Publication: Eurasia Daily Monitor Volume: 1 Issue: 142

With the resignation of his chief of staff, Ural Latypau (Latypov), and his subsequent appointment of Viktar Sheiman, President Alexander Lukashenka brought back to high office a trusted lieutenant who is also thoroughly discredited outside the country. The motives behind the new appointment have been the subject of intense speculation over the past week. While some analysts maintain that Sheiman may be helping the president prepare for a new presidential election, possibly as early as next year, others see the move as one to distance Belarus from the Kremlin or to ensure that the country boosts its security during a period of upheaval in neighboring Ukraine.

Latypau, a Russian native born in the Bashkir region in 1951, is a law graduate from Kazan State University who had a lengthy service in the KGB (and then FSB) until 1994. He was appointed Foreign Minister of Belarus in 1998-2000, and two years later he advanced to the position of State Secretary of the Security Council and security aide to the President of Belarus. In September 2001, the run- up to Lukashenka’s re-election for a second term, Latypau was appointed the president’s chief of staff (Interfax, November 29). There have been rumors in Minsk that Latypau intends to take up a position with the Belarusian branch of Lukoil, though in interviews with the media, Latypau himself has maintained that he is uncertain about his next career step (Narodnaya Volya, December 1).

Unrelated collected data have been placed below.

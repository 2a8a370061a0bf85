//! CroppedPage: a spatially filtered view of a PDF page.
//!
//! Provides [`CroppedPage`] which contains filtered objects from a [`Page`]
//! based on a bounding box criterion (crop, within_bbox, or outside_bbox).
//! Coordinates are adjusted relative to the crop origin.

use tablers_core::{
    BBox, Char, Curve, Edge, Line, PdfError, Rect, Table, TableFinder, TableSettings, TextOptions,
    Word, WordExtractor, WordOptions, blocks_to_text, cluster_lines_into_blocks,
    cluster_words_into_lines, derive_edges, sort_blocks_reading_order, split_lines_at_columns,
    words_to_text,
};

/// A spatially filtered view of a PDF page.
///
/// Created by [`crate::Page::crop`], [`crate::Page::within_bbox`], or [`crate::Page::outside_bbox`].
/// Contains only the objects matching the spatial filter criterion, with
/// coordinates adjusted relative to the crop origin.
pub struct CroppedPage {
    /// Page width (crop width).
    width: f64,
    /// Page height (crop height).
    height: f64,
    /// Filtered and coordinate-adjusted characters.
    chars: Vec<Char>,
    /// Filtered and coordinate-adjusted lines.
    lines: Vec<Line>,
    /// Filtered and coordinate-adjusted rectangles.
    rects: Vec<Rect>,
    /// Filtered and coordinate-adjusted curves.
    curves: Vec<Curve>,
}

impl CroppedPage {
    /// Returns the crop bounding box (dimensions of the cropped region).
    pub fn bbox(&self) -> BBox {
        BBox::new(0.0, 0.0, self.width, self.height)
    }

    /// Returns the width of the cropped region.
    pub fn width(&self) -> f64 {
        self.width
    }

    /// Returns the height of the cropped region.
    pub fn height(&self) -> f64 {
        self.height
    }

    /// Returns the characters in the cropped region.
    pub fn chars(&self) -> &[Char] {
        &self.chars
    }

    /// Returns the lines in the cropped region.
    pub fn lines(&self) -> &[Line] {
        &self.lines
    }

    /// Returns the rectangles in the cropped region.
    pub fn rects(&self) -> &[Rect] {
        &self.rects
    }

    /// Returns the curves in the cropped region.
    pub fn curves(&self) -> &[Curve] {
        &self.curves
    }

    /// Compute edges from all geometric primitives in the cropped region.
    pub fn edges(&self) -> Vec<Edge> {
        derive_edges(&self.lines, &self.rects, &self.curves)
    }

    /// Extract words from this cropped page.
    pub fn extract_words(&self, options: &WordOptions) -> Vec<Word> {
        WordExtractor::extract(&self.chars, options)
    }

    /// Extract text from this cropped page.
    pub fn extract_text(&self, options: &TextOptions) -> String {
        let words = self.extract_words(&WordOptions {
            y_tolerance: options.y_tolerance,
            ..WordOptions::default()
        });

        if !options.layout {
            return words_to_text(&words, options.y_tolerance);
        }

        let lines = cluster_words_into_lines(&words, options.y_tolerance);
        let split = split_lines_at_columns(lines, options.x_density);
        let mut blocks = cluster_lines_into_blocks(split, options.y_density);
        sort_blocks_reading_order(&mut blocks, options.x_density);
        blocks_to_text(&blocks)
    }

    /// Detect tables in the cropped region.
    ///
    /// # Errors
    ///
    /// Returns [`PdfError::ValidationError`] if `settings` has a negative
    /// tolerance or threshold field.
    pub fn find_tables(&self, settings: &TableSettings) -> Result<Vec<Table>, PdfError> {
        let edges = self.edges();
        let words = self.extract_words(&settings.text_settings);

        let finder = TableFinder::new(edges, words, self.bbox(), settings.clone())?;
        Ok(finder.find_tables())
    }

    /// Apply a further crop to this cropped page.
    pub fn crop(&self, bbox: BBox) -> CroppedPage {
        filter_and_build(self, bbox, FilterMode::Crop)
    }

    /// Return objects fully contained within the bbox.
    pub fn within_bbox(&self, bbox: BBox) -> CroppedPage {
        filter_and_build(self, bbox, FilterMode::Within)
    }

    /// Return objects fully outside the bbox.
    pub fn outside_bbox(&self, bbox: BBox) -> CroppedPage {
        filter_and_build(self, bbox, FilterMode::Outside)
    }
}

/// Create a `CroppedPage` from a set of chars and other page data (no coordinate adjustment).
pub(crate) fn from_page_data(
    width: f64,
    height: f64,
    chars: Vec<Char>,
    lines: Vec<Line>,
    rects: Vec<Rect>,
    curves: Vec<Curve>,
) -> CroppedPage {
    CroppedPage {
        width,
        height,
        chars,
        lines,
        rects,
        curves,
    }
}

/// Filter mode for spatial operations.
#[derive(Debug, Clone, Copy)]
pub(crate) enum FilterMode {
    /// Center of object falls within bbox.
    Crop,
    /// Object fully contained within bbox.
    Within,
    /// Object fully outside bbox (no overlap).
    Outside,
}

/// Returns the center point of a bounding box.
fn bbox_center(x0: f64, top: f64, x1: f64, bottom: f64) -> (f64, f64) {
    ((x0 + x1) / 2.0, (top + bottom) / 2.0)
}

/// Check if a point is within a bbox.
fn point_in_bbox(x: f64, y: f64, bbox: &BBox) -> bool {
    x >= bbox.x0 && x <= bbox.x1 && y >= bbox.top && y <= bbox.bottom
}

/// Check if an object bbox is fully contained within a filter bbox.
fn fully_within(obj_x0: f64, obj_top: f64, obj_x1: f64, obj_bottom: f64, bbox: &BBox) -> bool {
    obj_x0 >= bbox.x0 && obj_x1 <= bbox.x1 && obj_top >= bbox.top && obj_bottom <= bbox.bottom
}

/// Check if an object bbox has no overlap with a filter bbox.
fn fully_outside(obj_x0: f64, obj_top: f64, obj_x1: f64, obj_bottom: f64, bbox: &BBox) -> bool {
    obj_x1 <= bbox.x0 || obj_x0 >= bbox.x1 || obj_bottom <= bbox.top || obj_top >= bbox.bottom
}

/// Check if an object passes the filter.
fn passes_filter(
    obj_x0: f64,
    obj_top: f64,
    obj_x1: f64,
    obj_bottom: f64,
    bbox: &BBox,
    mode: FilterMode,
) -> bool {
    match mode {
        FilterMode::Crop => {
            let (cx, cy) = bbox_center(obj_x0, obj_top, obj_x1, obj_bottom);
            point_in_bbox(cx, cy, bbox)
        }
        FilterMode::Within => fully_within(obj_x0, obj_top, obj_x1, obj_bottom, bbox),
        FilterMode::Outside => fully_outside(obj_x0, obj_top, obj_x1, obj_bottom, bbox),
    }
}

/// Adjust a coordinate by subtracting the crop origin offset.
fn adjust_coord(val: f64, offset: f64) -> f64 {
    val - offset
}

/// Trait for types that provide page-like data for filtering.
pub(crate) trait PageData {
    fn chars_data(&self) -> &[Char];
    fn lines_data(&self) -> &[Line];
    fn rects_data(&self) -> &[Rect];
    fn curves_data(&self) -> &[Curve];
}

impl PageData for CroppedPage {
    fn chars_data(&self) -> &[Char] {
        &self.chars
    }
    fn lines_data(&self) -> &[Line] {
        &self.lines
    }
    fn rects_data(&self) -> &[Rect] {
        &self.rects
    }
    fn curves_data(&self) -> &[Curve] {
        &self.curves
    }
}

/// Build a CroppedPage by filtering and coordinate-adjusting objects from source data.
pub(crate) fn filter_and_build(source: &dyn PageData, bbox: BBox, mode: FilterMode) -> CroppedPage {
    let dx = bbox.x0;
    let dy = bbox.top;

    let chars: Vec<Char> = source
        .chars_data()
        .iter()
        .filter(|c| passes_filter(c.bbox.x0, c.bbox.top, c.bbox.x1, c.bbox.bottom, &bbox, mode))
        .map(|c| {
            let mut ch = c.clone();
            ch.bbox = BBox::new(
                adjust_coord(ch.bbox.x0, dx),
                adjust_coord(ch.bbox.top, dy),
                adjust_coord(ch.bbox.x1, dx),
                adjust_coord(ch.bbox.bottom, dy),
            );
            ch.doctop = adjust_coord(ch.doctop, dy);
            ch
        })
        .collect();

    let lines: Vec<Line> = source
        .lines_data()
        .iter()
        .filter(|l| passes_filter(l.x0, l.top, l.x1, l.bottom, &bbox, mode))
        .map(|l| {
            let mut ln = l.clone();
            ln.x0 = adjust_coord(ln.x0, dx);
            ln.top = adjust_coord(ln.top, dy);
            ln.x1 = adjust_coord(ln.x1, dx);
            ln.bottom = adjust_coord(ln.bottom, dy);
            ln
        })
        .collect();

    let rects: Vec<Rect> = source
        .rects_data()
        .iter()
        .filter(|r| passes_filter(r.x0, r.top, r.x1, r.bottom, &bbox, mode))
        .map(|r| {
            let mut rc = r.clone();
            rc.x0 = adjust_coord(rc.x0, dx);
            rc.top = adjust_coord(rc.top, dy);
            rc.x1 = adjust_coord(rc.x1, dx);
            rc.bottom = adjust_coord(rc.bottom, dy);
            rc
        })
        .collect();

    let curves: Vec<Curve> = source
        .curves_data()
        .iter()
        .filter(|c| passes_filter(c.x0, c.top, c.x1, c.bottom, &bbox, mode))
        .map(|c| {
            let mut cv = c.clone();
            cv.x0 = adjust_coord(cv.x0, dx);
            cv.top = adjust_coord(cv.top, dy);
            cv.x1 = adjust_coord(cv.x1, dx);
            cv.bottom = adjust_coord(cv.bottom, dy);
            cv.pts = cv.pts.iter().map(|(px, py)| (px - dx, py - dy)).collect();
            cv
        })
        .collect();

    CroppedPage {
        width: bbox.width(),
        height: bbox.height(),
        chars,
        lines,
        rects,
        curves,
    }
}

Latypau remains on good terms with the Lukashenka regime. The president declared that Latypau had been a faithful servant and decorated him with the Order of International Friendship, an award for meritorious service and improving relations with foreign states (Interfax, December 1). Latypau’s original appointment occurred at a time when the president promoted several Russian citizens to the highest posts in Belarus.

Viktar Sheiman is a Belarusian native who was born in Soltanishki village in the Hrodna (Grodno) region in 1958 and trained at a military college. Initially he worked in Russia as a security and defense specialist. He also served in the Afghan War for the Soviet Army. In 1990 he was elected a deputy to the Belarusian Supreme Soviet, where he headed a commission on questions of state security, defense, and the “struggle against crime.” He entered the current administration in 1994, when Lukashenka was first voted president, and served as the State Secretary of the Security Council and an aide to the president for national security, with a stint as Minister of Internal Affairs ( 2004/22-26).

Lukashenka sacked Sheiman in 1999 following internal and international concern over the regime’s failure to investigate the disappearance of several prominent figures and Sheiman’s possible involvement in their removal. He became the country’s Prosecutor-General the following year. In the summer of 2001, two Belarusian prosecutors, Dzmitry Petrushkevich and Aleh Sluchak, who had fled the country, sent an e-mail to various independent press outlets alleging that, on Sheiman’s orders, a death squad had been established using 5-10 members of an anti-terrorist unit. Allegedly these squads had executed the four prominent members of the opposition that have disappeared since 1999: Dmitry Zavadsky of Russian ORT; former Interior Minister Yuri Zakharenka; the former Deputy Chairman of the Supreme Soviet, Viktar Hanchar; and businessman Anatol Krasousky (, June 15, 2001). Despite public protests and international inquiries, the Belarusian government has yet to offer a satisfactory explanation for the missing people. Their families have assumed that all four are dead.

In September 2004, the EU banned entry to Sheiman, along with Minister of Internal Affairs Uladzimir Navumau, Minister of Sport Yuri Sivakou (who was also prevented from leading the Belarusian Olympic team to Athens last summer by the Greek government), and special forces officer Dzmitry Paulichenka. The United States has also enforced a similar ban against these four officials (, November 29).

That Lukashenka has once again promoted Sheiman to high office, despite the accusations against him, may signify the regime’s desire for a firm response to the troubles in Ukraine and the need to ensure that nothing similar should occur in Belarus. Sheiman himself confirmed such reasoning by commenting that his goal was to consolidate the power systems, unify the command structure, and avoid situations such as those that had occurred south of the border. In his words, the government system needed to be “flexible, mobile, and adaptable to modern conditions” (Interfax, December 1).

Though the Belarusian opposition took to the streets after the October 17 referendum produced results widely at odds with exit polls (a difference of more than 30% in the president’s favor), police and militia quickly suppressed these protests. Opposition leaders, such as Anatol Lyabedzka of the United Civic Party, suffered severe beatings and required hospital treatment.

Given Russia’s apparent failure to affect the situation in Ukraine in favor of the government side, and the Belarusian opposition’s overt support for Viktor Yushchenko, Lukashenka appears to have recognized that Belarus must rely on its own security forces to ensure that nothing similar happens in his domain. The appointment of Sheiman to head his administration is an ominous first step.